Sottofondo musicale consigliato: Wu-Tang Clan – Bells of War.

The Speyside Files #4: Glen Moray

img_3843-1.jpgChiudiamo i conti con le sentenze dallo Speyside, e lo facciamo con una menzione d’onore per Glen Moray, una distilleria poco conosciuta e pochissimo celebrata: anzi, ad essere onesti potremmo serenamente dire che gode di una cattiva fama.

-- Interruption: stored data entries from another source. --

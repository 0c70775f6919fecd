use thiserror::Error;

use crate::workflow::Stage;

/// 装箱的底层错误
pub type BoxError = Box<dyn std::error::Error + Send + Sync>;

/// 应用程序错误类型
///
/// 应用初始化阶段的统一错误：配置、浏览器、渲染引擎
#[derive(Debug, Error)]
pub enum AppError {
    /// 配置错误
    #[error("配置错误: {0}")]
    Config(#[from] ConfigError),
    /// 浏览器协议错误
    #[error("浏览器错误: {0}")]
    Browser(#[from] chromiumoxide::error::CdpError),
    /// 浏览器启动参数无效
    #[error("浏览器启动配置无效: {0}")]
    Launch(String),
    /// 渲染面相关错误
    #[error("阅读器错误: {0}")]
    Viewer(#[from] ViewerError),
}

/// 后端 API 调用错误
#[derive(Debug, Error)]
pub enum ApiError {
    /// 网络请求失败（连接失败、超时等）
    #[error("API请求失败 ({endpoint}): {source}")]
    RequestFailed {
        endpoint: String,
        #[source]
        source: BoxError,
    },
    /// API 返回非成功状态
    #[error("API返回错误响应 ({endpoint}): status={status}, detail={detail:?}")]
    Rejected {
        endpoint: String,
        status: u16,
        detail: Option<String>,
    },
    /// 响应体不符合约定的结构
    #[error("API响应格式错误 ({endpoint}): {message}")]
    MalformedPayload { endpoint: String, message: String },
}

impl ApiError {
    /// 面向用户的错误提示
    ///
    /// 优先使用后端返回的 `detail`，否则使用调用方给出的兜底文案
    pub fn user_message(&self, fallback: &str) -> String {
        match self {
            ApiError::Rejected {
                detail: Some(detail),
                ..
            } if !detail.trim().is_empty() => detail.clone(),
            _ => fallback.to_string(),
        }
    }

    pub fn endpoint(&self) -> &str {
        match self {
            ApiError::RequestFailed { endpoint, .. }
            | ApiError::Rejected { endpoint, .. }
            | ApiError::MalformedPayload { endpoint, .. } => endpoint,
        }
    }
}

/// 渲染面相关错误
#[derive(Debug, Error)]
pub enum ViewerError {
    /// 渲染引擎完全不可用
    #[error("渲染引擎不可用: {0}")]
    EngineUnavailable(String),
    /// 等待就绪事件超时
    #[error("等待渲染引擎就绪超时 ({0} 秒)")]
    ReadyTimeout(u64),
    /// 获取嵌入凭证失败，初始化中止
    #[error("获取嵌入凭证失败: {0}")]
    Credential(#[source] ApiError),
    /// 页面脚本执行失败
    #[error("执行脚本失败: {source}")]
    Script {
        #[source]
        source: BoxError,
    },
    /// 引擎自身报告的失败（例如没有选中文本）
    #[error("渲染引擎返回错误: {0}")]
    Engine(String),
}

impl ViewerError {
    pub fn script(source: impl Into<BoxError>) -> Self {
        ViewerError::Script {
            source: source.into(),
        }
    }
}

impl From<chromiumoxide::error::CdpError> for ViewerError {
    fn from(err: chromiumoxide::error::CdpError) -> Self {
        ViewerError::script(err)
    }
}

impl From<serde_json::Error> for ViewerError {
    fn from(err: serde_json::Error) -> Self {
        ViewerError::script(err)
    }
}

/// 流程状态机错误
///
/// 所有错误都不推进阶段，用户可以重新提交
#[derive(Debug, Error)]
pub enum WorkflowError {
    /// 知识库批次为空
    #[error("知识库文件列表不能为空")]
    EmptyKnowledgeBatch,
    /// 未选择焦点文档
    #[error("必须选择一个焦点文档")]
    MissingFocusDocument,
    /// 查询文本为空
    #[error("查询文本不能为空")]
    EmptyQuery,
    /// 在错误的阶段调用
    #[error("当前阶段 {actual} 不允许该操作 (需要: {expected})")]
    WrongStage { expected: Stage, actual: Stage },
    /// 已有同类请求在进行中
    #[error("已有请求正在进行中，请稍候")]
    Busy,
    /// 远程调用失败，`message` 为展示给用户的文案
    #[error("{message}")]
    Remote {
        message: String,
        #[source]
        source: ApiError,
    },
}

impl WorkflowError {
    pub fn remote(source: ApiError, fallback: &str) -> Self {
        WorkflowError::Remote {
            message: source.user_message(fallback),
            source,
        }
    }
}

/// 配置错误
#[derive(Debug, Error)]
pub enum ConfigError {
    /// URL 格式不正确
    #[error("无效的 URL '{value}': {reason}")]
    InvalidUrl { value: String, reason: String },
    /// HTTP 客户端构建失败
    #[error("HTTP 客户端初始化失败: {0}")]
    HttpClient(String),
}

// ========== Result 类型别名 ==========

/// 应用程序结果类型
pub type AppResult<T> = Result<T, AppError>;
impl WorkflowController {
    pub fn new(
        backend: Arc<dyn BackendApi>,
        artifacts: Arc<ResultOrchestrator>,
        config: &Config,
    ) -> Self {
        Self {
            backend,
            artifacts,
            state: WorkflowState::default(),
            in_flight: InFlight::new(),
            top_k: config.search_top_k,
        }
    }

    pub fn stage(&self) -> Stage {
        self.state.stage
    }

    pub fn state(&self) -> &WorkflowState {
        &self.state
    }

    pub fn known_documents(&self) -> KnownDocuments<'_> {
        self.state.known_documents()
    }

    /// 共享的在途标记，可用于展示忙碌状态
    pub fn in_flight(&self) -> InFlight {
        self.in_flight.clone()
    }

    pub fn is_busy(&self) -> bool {
        self.in_flight.is_busy()
    }

    pub fn artifacts(&self) -> Arc<ResultOrchestrator> {
        Arc::clone(&self.artifacts)
    }

    fn expect_stage(&self, expected: Stage) -> Result<(), WorkflowError> {
        if self.state.stage == expected {
            Ok(())
        } else {
            Err(WorkflowError::WrongStage {
                expected,
                actual: self.state.stage,
            })
        }
    }

    /// 提交知识库批次
    ///
    /// 与已接受的集合按名字合并去重后整体上传；上传成功才提交合并结果并进入焦点文档阶段
    pub async fn submit_knowledge_base(
        &mut self,
        files: Vec<DocumentRef>,
    ) -> Result<Stage, WorkflowError> {
        self.expect_stage(Stage::KnowledgeUpload)?;
        if files.is_empty() {
            return Err(WorkflowError::EmptyKnowledgeBatch);
        }
        let _token = self.in_flight.try_acquire()?;

        let incoming = files.len();
        let merged = self.state.knowledge_set.merged_with(files);
        info!(
            "📚 上传知识库: 本次 {} 个, 合并后 {} 个 {:?}",
            incoming,
            merged.len(),
            merged.names()
        );

        if let Err(e) = self.backend.upload_bulk(merged.documents()).await {
            error!("❌ 知识库上传失败: {}", e);
            return Err(WorkflowError::remote(e, UPLOAD_FAILED));
        }

        self.state.knowledge_set = merged;
        self.state.stage = Stage::PrimaryUpload;
        info!("✓ 知识库已接受，进入{}阶段", self.state.stage);
        Ok(self.state.stage)
    }

    /// 提交焦点文档
    pub async fn submit_primary_document(
        &mut self,
        file: Option<DocumentRef>,
    ) -> Result<Stage, WorkflowError> {
        self.expect_stage(Stage::PrimaryUpload)?;
        let file = file.ok_or(WorkflowError::MissingFocusDocument)?;
        let _token = self.in_flight.try_acquire()?;

        info!("📄 上传焦点文档: {}", file.name());
        if let Err(e) = self.backend.upload_single(&file).await {
            error!("❌ 焦点文档上传失败: {}", e);
            return Err(WorkflowError::remote(e, PROCESS_FAILED));
        }

        let changed = self.state.focus.as_ref() != Some(&file);
        if changed {
            // 上一轮的查询结果属于旧的焦点文档
            self.state.passages.clear();
            self.state.searched = false;
        }
        self.state.focus = Some(file);
        self.state.stage = Stage::Analysis;
        info!("✓ 焦点文档已接受，进入{}阶段", self.state.stage);
        Ok(self.state.stage)
    }

    /// 提交查询：搜索成功后进入结果阶段
    pub async fn submit_query(&mut self, text: &str) -> Result<Stage, WorkflowError> {
        self.check_query(text)?;
        let _token = self.in_flight.try_acquire()?;

        info!(
            "🔍 搜索: \"{}\" (top_k={})",
            truncate_text(text.trim(), 60),
            self.top_k
        );

        // 空白只用于判空，请求携带原始文本
        let response = match self.backend.search(text, self.top_k).await {
            Ok(response) => response,
            Err(e) => {
                error!("❌ 搜索失败: {}", e);
                return Err(WorkflowError::remote(e, SEARCH_FAILED));
            }
        };

        self.complete_query(text, response.results)
    }

    /// 以已经得到的搜索结果完成查询
    ///
    /// `None` 视为空列表；查询文本原样保存为本次搜索的记录
    pub fn complete_query(
        &mut self,
        text: &str,
        results: Option<Vec<Passage>>,
    ) -> Result<Stage, WorkflowError> {
        self.check_query(text)?;

        let passages = results.unwrap_or_default();
        if passages.is_empty() {
            warn!("⚠️ 搜索没有返回任何段落");
        } else {
            info!("✓ 搜索返回 {} 个段落", passages.len());
        }

        self.artifacts.invalidate();
        self.state.query_text = text.to_string();
        self.state.passages = passages;
        self.state.searched = true;
        self.state.stage = Stage::Results;
        Ok(self.state.stage)
    }

    fn check_query(&self, text: &str) -> Result<(), WorkflowError> {
        self.expect_stage(Stage::Analysis)?;
        if self.state.focus.is_none() {
            return Err(WorkflowError::MissingFocusDocument);
        }
        if text.trim().is_empty() {
            return Err(WorkflowError::EmptyQuery);
        }
        Ok(())
    }

    /// 返回上一屏，保留已携带的数据
    pub fn back(&mut self) -> Stage {
        if let Some(previous) = self.state.stage.previous() {
            if self.state.stage == Stage::Results {
                self.artifacts.invalidate();
            }
            debug!("返回: {} → {}", self.state.stage, previous);
            self.state.stage = previous;
        }
        self.state.stage
    }

    /// 直接进入某个阶段（对应按地址直接打开某一屏）
    ///
    /// 前置条件不满足时不报错，`view()` 会给出恢复视图
    pub fn navigate_to(&mut self, stage: Stage) -> StageView<'_> {
        if self.state.stage == Stage::Results && stage != Stage::Results {
            self.artifacts.invalidate();
        }
        self.state.stage = stage;
        self.view()
    }

    /// 清空全部数据并回到第一阶段，可以在任何阶段调用
    pub fn reset(&mut self) {
        if !self.state.is_pristine() {
            info!("🔄 重置流程");
        }
        self.artifacts.invalidate();
        self.state = WorkflowState::default();
    }

    /// 当前阶段的视图
    pub fn view(&self) -> StageView<'_> {
        let state = &self.state;
        match (state.stage, state.focus.as_ref()) {
            (requested, None) if requested.requires_focus() => StageView::NoDocument { requested },
            (Stage::KnowledgeUpload, _) => StageView::KnowledgeUpload {
                accepted: &state.knowledge_set,
            },
            (Stage::PrimaryUpload, _) => StageView::PrimaryUpload {
                knowledge: &state.knowledge_set,
            },
            (Stage::Analysis, Some(focus)) => StageView::Analysis {
                focus,
                query_text: &state.query_text,
                can_submit: !state.query_text.trim().is_empty() && !self.in_flight.is_busy(),
            },
            (Stage::Results, Some(focus)) if state.searched => StageView::Results {
                focus,
                query_text: &state.query_text,
                passages: &state.passages,
            },
            // 没有经过成功的查询就进入结果阶段
            (requested, _) => StageView::NoDocument { requested },
        }
    }

    /// 直接编辑查询文本
    pub fn set_query_text(&mut self, text: impl Into<String>) {
        self.state.query_text = text.into();
    }

    /// 以捕获到的选区覆盖查询文本
    ///
    /// 只在查询阶段生效；空选区被忽略
    pub fn accept_selection(&mut self, selection: Option<String>) -> bool {
        if self.state.stage != Stage::Analysis {
            return false;
        }
        match selection {
            Some(text) if !text.is_empty() => {
                debug!("选区覆盖查询文本: {}", truncate_text(&text, 40));
                self.state.query_text = text;
                true
            }
            _ => false,
        }
    }

    /// 从阅读器读取当前选区并覆盖查询文本
    pub async fn capture_selection(&mut self, viewer: &ViewerBridge) -> bool {
        if self.state.stage != Stage::Analysis {
            return false;
        }
        let selection = viewer.capture_selection().await;
        self.accept_selection(selection)
    }
}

Ed è un peccato, perché se pure possiamo concordare che probabilmente non sarà un Glen Moray il miglior whisky della nostra vita, di certo nel delirio che ha colto lo Speyside GM è una delle pochissime case produttrici ad aver tenuto i piedi per terra – e cosa più importante, ad aver tenuto dei prezzi decorosi. Ci permettiamo qui una piccola tirata: è mai possibile che i single cask distillery only non costino quasi mai meno di 80/90 sterline?, anche quando abbiamo di fronte dei giovanissimi… Nella nostra irrilevante opinione, tali imbottigliamenti dovrebbero essere un premio per i visitatori che si spingono fino alla distilleria, e dovrebbero avere un prezzo adeguato – anche considerando che, senza voler fare i conti in tasca a nessuno, alla distilleria quella bottiglia costa poco più di zero. Dunque menzione d’onore per Glen Moray, si diceva, perché i due imbottigliamenti esclusivi per la distilleria – due 12 anni – costavano entrambi 50 pounds. Amen.

IMG_3844 1Glen Moray 25 yo ‘Port Finish’ (1988/2013, OB, 43%)

Molto morbido e facile, non troppo saporoso e forse un po’ debolino al palato, quanto a intensità. Vaniglia e legno dalla botte bourbon, note fruttatine dal Porto (confettura di prugna, frutti rossi disidratati). Sentori biscottosi (biscotti al malto) e perfino leggermente ‘spirity’. Gradevole ma un po’ depotenziato, come se avesse sempre il freno a mano tirato. 83/100

Glen Moray 2006 Chardonnay Cask ‘distillery exclusive’ (2018, OB, 59,5%)

Intrigante e smaccatamente dolcino: legno speziato, biscotti di malto e di castagne, vaniglia, fudge. Sentori di biscotti allo zenzero e noci: netta la presenza di frutta secca e di spezie. L’acqua tende ad amplificare il lato più dolce, ammorbidendo per contro l’esuberanza speziata. Particolare, molto piacevole, decisamente si merita le 50 sterline che chiedono: honestaaaaaa!!!! 85/100

Sottofondo musicale consigliato: Baustelle – Veronica, N.2.